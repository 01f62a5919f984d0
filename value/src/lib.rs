//! FILENAME: value/src/lib.rs
//! PURPOSE: Main library entry point for the dynamic value layer.
//! CONTEXT: Re-exports the `Value` type, the `Record` access trait and the
//! number conversions shared by the aggregate and template crates.

pub mod number;
pub mod record;
pub mod value;

// Re-export commonly used types at the crate root
pub use number::{format_number, parse_number};
pub use record::Record;
pub use value::Value;
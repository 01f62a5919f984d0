//! FILENAME: aggregate/src/selector.rs
//! PURPOSE: Selectors and the single value-extraction helper.
//! CONTEXT: Every aggregate needs "the value of this element": the element
//! itself, one of its fields, or whatever a caller-supplied accessor says.
//! That choice is made here and only here; the aggregates call `extract`.

use std::borrow::Cow;
use std::fmt;

use value::{Record, Value};

use crate::error::AggregateError;

/// How to read the aggregation value out of an element.
pub enum Selector<'a, T: ?Sized> {
    /// The element itself is the value.
    Identity,
    /// A named property of the element.
    Field(Cow<'a, str>),
    /// A caller-supplied accessor.
    Func(Box<dyn Fn(&T) -> Value + 'a>),
}

impl<'a, T: ?Sized> Selector<'a, T> {
    pub fn identity() -> Self {
        Selector::Identity
    }

    pub fn field(name: impl Into<Cow<'a, str>>) -> Self {
        Selector::Field(name.into())
    }

    /// Wraps an accessor. The result is converted into a `Value`, so
    /// closures can return `f64`, `bool`, `String` and friends directly.
    pub fn func<F, R>(f: F) -> Self
    where
        T: 'a,
        F: Fn(&T) -> R + 'a,
        R: Into<Value>,
    {
        Selector::Func(Box::new(move |element: &T| -> Value { f(element).into() }))
    }

    pub fn is_identity(&self) -> bool {
        matches!(self, Selector::Identity)
    }
}

impl<T: ?Sized> Default for Selector<'_, T> {
    fn default() -> Self {
        Selector::Identity
    }
}

impl<'a, T: ?Sized> From<&'a str> for Selector<'a, T> {
    fn from(name: &'a str) -> Self {
        Selector::Field(Cow::Borrowed(name))
    }
}

impl<T: ?Sized> From<String> for Selector<'_, T> {
    fn from(name: String) -> Self {
        Selector::Field(Cow::Owned(name))
    }
}

impl<T: ?Sized> fmt::Debug for Selector<'_, T> {
    fn fmt(&self, f: &mut fmt::Formatter<'_>) -> fmt::Result {
        match self {
            Selector::Identity => f.write_str("Identity"),
            Selector::Field(name) => f.debug_tuple("Field").field(name).finish(),
            Selector::Func(_) => f.write_str("Func(..)"),
        }
    }
}

/// Reads the aggregation value of `element`.
///
/// No coercion happens here; callers decide whether they need a number,
/// a comparable or a string.
pub fn extract<T: Record + ?Sized>(element: &T, selector: &Selector<'_, T>) -> Value {
    match selector {
        Selector::Func(f) => f(element),
        Selector::Identity => element.to_value(),
        Selector::Field(name) => element.field(name),
    }
}

// ============================================================================
// KEY SELECTOR
// ============================================================================

/// A selector that is never `Identity`. Grouping always needs a key source.
pub struct KeySelector<'a, T: ?Sized>(Selector<'a, T>);

impl<T: ?Sized> fmt::Debug for KeySelector<'_, T> {
    fn fmt(&self, f: &mut fmt::Formatter<'_>) -> fmt::Result {
        f.debug_tuple("KeySelector").field(&self.0).finish()
    }
}

impl<'a, T: ?Sized> KeySelector<'a, T> {
    pub fn field(name: impl Into<Cow<'a, str>>) -> Self {
        KeySelector(Selector::field(name))
    }

    pub fn func<F, R>(f: F) -> Self
    where
        T: 'a,
        F: Fn(&T) -> R + 'a,
        R: Into<Value>,
    {
        KeySelector(Selector::func(f))
    }

    pub fn as_selector(&self) -> &Selector<'a, T> {
        &self.0
    }
}

impl<'a, T: ?Sized> TryFrom<Selector<'a, T>> for KeySelector<'a, T> {
    type Error = AggregateError;

    fn try_from(selector: Selector<'a, T>) -> Result<Self, Self::Error> {
        if selector.is_identity() {
            return Err(AggregateError::SelectorRequired { operation: "group_by" });
        }
        Ok(KeySelector(selector))
    }
}

impl<'a, T: ?Sized> From<&'a str> for KeySelector<'a, T> {
    fn from(name: &'a str) -> Self {
        KeySelector::field(name)
    }
}

impl<T: ?Sized> From<String> for KeySelector<'_, T> {
    fn from(name: String) -> Self {
        KeySelector::field(name)
    }
}
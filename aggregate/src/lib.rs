//! FILENAME: aggregate/src/lib.rs
//! Aggregate pipes for view templates.
//!
//! Every function borrows an optional collection (`None` means "not a
//! collection") and reads element values through one shared extractor, so a
//! pipe can aggregate plain numbers, a named field, or whatever an accessor
//! closure returns.
//!
//! Layers:
//! - `selector`: how a value is read out of an element (WHAT we aggregate)
//! - `functions`: sum, mean, min, max (HOW we reduce)
//! - `group`: partition by stringified key
//! - `definition`: aggregations addressable by name

pub mod definition;
pub mod error;
pub mod functions;
pub mod group;
pub mod selector;


pub use definition::{aggregate, AggregateOutput, Aggregation};
pub use error::AggregateError;
pub use functions::{max, mean, min, sum};
pub use group::{group_by, GroupMap};
pub use selector::{extract, KeySelector, Selector};
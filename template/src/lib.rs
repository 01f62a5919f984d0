//! FILENAME: template/src/lib.rs
//! PURPOSE: Library root for the template substitution pipe.
//! CONTEXT: Exposes the placeholder pattern, the substitution pass and the
//! serializable options a view layer uses to configure them.
//!
//! PIPELINE: Template String --> Pattern Matches --> Variable Lookup --> String
//!
//! SUPPORTED FEATURES:
//! - Default placeholders: {{name}}, {{ name }}
//! - Custom placeholder regex with one capture group
//! - Missing/null variables keep their placeholder text
//! - Numbers, booleans and arrays render in their canonical string form

pub mod error;
pub mod options;
pub mod pattern;
pub mod substitute;


pub use error::TemplateError;
pub use options::TemplateOptions;
pub use pattern::{TemplatePattern, DEFAULT_PATTERN};
pub use substitute::substitute_template;
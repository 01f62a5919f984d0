//! FILENAME: template/src/pattern.rs
//! PURPOSE: The placeholder matcher used by template substitution.
//! CONTEXT: A pattern is a regular expression with exactly one capture
//! group, the variable name. The default recognises `{{name}}`, with
//! optional whitespace inside the braces.

use once_cell::sync::Lazy;
use regex::Regex;

use crate::error::TemplateError;

/// Source of the default `{{name}}` placeholder pattern.
pub const DEFAULT_PATTERN: &str = r"\{\{\s*([^{}\s]*)\s*\}\}";

static DEFAULT_REGEX: Lazy<Regex> =
    Lazy::new(|| Regex::new(DEFAULT_PATTERN).expect("default placeholder pattern compiles"));

/// A compiled placeholder matcher.
#[derive(Debug, Clone)]
pub struct TemplatePattern {
    regex: Regex,
}

impl TemplatePattern {
    /// Compiles `source`. The expression must have exactly one capture group.
    pub fn new(source: &str) -> Result<Self, TemplateError> {
        Self::from_regex(Regex::new(source)?)
    }

    /// Wraps an already compiled expression.
    pub fn from_regex(regex: Regex) -> Result<Self, TemplateError> {
        // captures_len() counts the implicit whole-match group
        let found = regex.captures_len() - 1;
        if found != 1 {
            return Err(TemplateError::CaptureGroups { found });
        }
        Ok(TemplatePattern { regex })
    }

    /// Compiles `source`, falling back to the default pattern when it is
    /// absent or unusable.
    pub fn parse_or_default(source: Option<&str>) -> Self {
        let Some(source) = source else {
            return Self::default();
        };
        match Self::new(source) {
            Ok(pattern) => pattern,
            Err(e) => {
                log::warn!(
                    "Ignoring placeholder pattern {:?} ({}); using {:?}",
                    source,
                    e,
                    DEFAULT_PATTERN
                );
                Self::default()
            }
        }
    }

    pub fn as_str(&self) -> &str {
        self.regex.as_str()
    }

    pub fn regex(&self) -> &Regex {
        &self.regex
    }
}

impl Default for TemplatePattern {
    fn default() -> Self {
        TemplatePattern {
            regex: DEFAULT_REGEX.clone(),
        }
    }
}
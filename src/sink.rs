// src/sink.rs
use anyhow::{Context, Result};
use std::fs;
use std::io::Write;
use std::path::{Path, PathBuf};
use std::sync::{Arc, Mutex};

use crate::model::RankedResult;

pub const DEFAULT_OUTPUT_PATH: &str = "docs/data/topics.json";

#[async_trait::async_trait]
pub trait ResultSink: Send + Sync {
    /// Store the ranked result. Must never leave a half-written artifact behind.
    async fn persist(&self, result: &RankedResult) -> Result<()>;
}

/// Pretty-printed JSON file, replaced atomically.
#[derive(Debug, Clone)]
pub struct JsonFileSink {
    path: PathBuf,
}

impl JsonFileSink {
    pub fn new(path: impl Into<PathBuf>) -> Self {
        Self { path: path.into() }
    }
}

#[async_trait::async_trait]
impl ResultSink for JsonFileSink {
    async fn persist(&self, result: &RankedResult) -> Result<()> {
        let json = serde_json::to_vec_pretty(result).context("serializing ranked result")?;
        write_atomic(&self.path, &json)?;
        tracing::info!(target: "sink", path = %self.path.display(), topics = result.topics.len(), "result written");
        Ok(())
    }
}

/// Write `bytes` to a sibling temp file, fsync it, then rename over `path`.
/// On failure the temp file is removed and `path` keeps its old content.
pub fn write_atomic(path: &Path, bytes: &[u8]) -> Result<()> {
    if let Some(dir) = path.parent().filter(|d| !d.as_os_str().is_empty()) {
        fs::create_dir_all(dir).with_context(|| format!("creating {}", dir.display()))?;
    }
    let tmp = tmp_path(path);
    let res = (|| -> Result<()> {
        let mut f = fs::File::create(&tmp)
            .with_context(|| format!("creating temp file {}", tmp.display()))?;
        f.write_all(bytes)
            .with_context(|| format!("writing {}", tmp.display()))?;
        f.sync_all()
            .with_context(|| format!("syncing {}", tmp.display()))?;
        fs::rename(&tmp, path)
            .with_context(|| format!("renaming {} -> {}", tmp.display(), path.display()))?;
        Ok(())
    })();
    if res.is_err() && tmp.is_file() {
        let _ = fs::remove_file(&tmp);
    }
    res
}

fn tmp_path(path: &Path) -> PathBuf {
    let mut name = path
        .file_name()
        .map(|n| n.to_os_string())
        .unwrap_or_default();
    name.push(".tmp");
    path.with_file_name(name)
}

/// Keeps every persisted result in memory. Clones share the same store.
#[derive(Debug, Clone, Default)]
pub struct MemorySink {
    calls: Arc<Mutex<Vec<RankedResult>>>,
}

impl MemorySink {
    pub fn new() -> Self {
        Self::default()
    }

    /// Results persisted so far, oldest first.
    pub fn calls(&self) -> Vec<RankedResult> {
        self.calls.lock().map(|c| c.clone()).unwrap_or_default()
    }
}

#[async_trait::async_trait]
impl ResultSink for MemorySink {
    async fn persist(&self, result: &RankedResult) -> Result<()> {
        self.calls
            .lock()
            .map_err(|_| anyhow::anyhow!("memory sink poisoned"))?
            .push(result.clone());
        Ok(())
    }
}
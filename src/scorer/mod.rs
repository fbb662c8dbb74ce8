// src/scorer/mod.rs
//! Scorers turn a candidate into an analyzed topic, or reject it as not relevant.
//!
//! How relevance is computed is up to the implementation; the pipeline only
//! relies on the `(candidate) -> Option<AnalyzedTopic>` contract and treats a
//! returned error as fatal for the run.

pub mod heuristic;
pub mod openai;

use anyhow::Result;
use std::collections::BTreeSet;
use std::sync::Arc;
use tracing::{info, warn};

use crate::config::ScorerConfig;
use crate::model::{AnalyzedTopic, Candidate};

pub use heuristic::HeuristicScorer;
pub use openai::OpenAiScorer;

#[async_trait::async_trait]
pub trait Scorer: Send + Sync {
    /// `id` is assigned by the caller and must be used for the returned topic.
    async fn score(&self, id: u64, candidate: &Candidate) -> Result<Option<AnalyzedTopic>>;
    fn name(&self) -> &'static str;
}

pub type DynScorer = Arc<dyn Scorer>;

pub const ENV_SCORER: &str = "RESEARCH_SCORER";

pub const DEFAULT_TAGS: &[&str] = &[
    "Bildstark",
    "Gesellschaftlich Relevant",
    "Gerade aktuell",
    "Wissenschaft",
    "Entertainment",
    "Technologie",
    "Natur & Umwelt",
    "Gesundheit",
    "Psychologie",
    "Mysterium",
    "Experiment",
    "Innovation",
    "Trend",
    "Ungewöhnlich",
    "Spektakulär",
];

/// Controlled vocabulary a scorer may tag with. Order is declaration order.
#[derive(Debug, Clone, PartialEq, Eq)]
pub struct TagVocabulary {
    tags: Vec<String>,
}

impl Default for TagVocabulary {
    fn default() -> Self {
        Self::new(DEFAULT_TAGS.iter().copied())
    }
}

impl TagVocabulary {
    /// Trims entries and drops blanks and repeats.
    pub fn new<I, S>(tags: I) -> Self
    where
        I: IntoIterator<Item = S>,
        S: AsRef<str>,
    {
        let mut seen = BTreeSet::new();
        let tags = tags
            .into_iter()
            .map(|t| t.as_ref().trim().to_string())
            .filter(|t| !t.is_empty() && seen.insert(t.clone()))
            .collect();
        Self { tags }
    }

    pub fn len(&self) -> usize {
        self.tags.len()
    }

    pub fn is_empty(&self) -> bool {
        self.tags.is_empty()
    }

    pub fn as_slice(&self) -> &[String] {
        &self.tags
    }

    /// Canonical spelling of `tag` if it is in the vocabulary (case-insensitive).
    pub fn canonical(&self, tag: &str) -> Option<&str> {
        let t = tag.trim();
        self.tags
            .iter()
            .find(|v| v.to_lowercase() == t.to_lowercase())
            .map(String::as_str)
    }

    /// Keep only known tags, mapped to their canonical spelling.
    pub fn restrict<I, S>(&self, tags: I) -> BTreeSet<String>
    where
        I: IntoIterator<Item = S>,
        S: AsRef<str>,
    {
        tags.into_iter()
            .filter_map(|t| self.canonical(t.as_ref()).map(str::to_string))
            .collect()
    }
}

/// Pick the scorer for this process.
///
/// * `RESEARCH_SCORER=heuristic` forces the deterministic heuristic scorer.
/// * provider `openai` uses the LLM scorer when `OPENAI_API_KEY` is set and
///   falls back to the heuristic one otherwise.
pub fn build_scorer(cfg: &ScorerConfig) -> Result<DynScorer> {
    let vocabulary = TagVocabulary::new(&cfg.tags);
    let forced = std::env::var(ENV_SCORER).ok();
    let provider = forced
        .as_deref()
        .unwrap_or(cfg.provider.as_str())
        .trim()
        .to_ascii_lowercase();

    match provider.as_str() {
        "openai" => match std::env::var("OPENAI_API_KEY") {
            Ok(key) if !key.trim().is_empty() => {
                info!(target: "scorer", model = %cfg.model, "using openai scorer");
                Ok(Arc::new(OpenAiScorer::new(key, &cfg.model, vocabulary)?))
            }
            _ => {
                warn!(target: "scorer", "OPENAI_API_KEY missing; falling back to heuristic scorer");
                Ok(Arc::new(HeuristicScorer::new(vocabulary)))
            }
        },
        "heuristic" => Ok(Arc::new(HeuristicScorer::new(vocabulary))),
        other => anyhow::bail!("unsupported scorer provider: {other}"),
    }
}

——————————

Looking at the entries, work out how many lines hold the word "substitute". Give the number and nothing else.

#### [Answer to the exercise]
2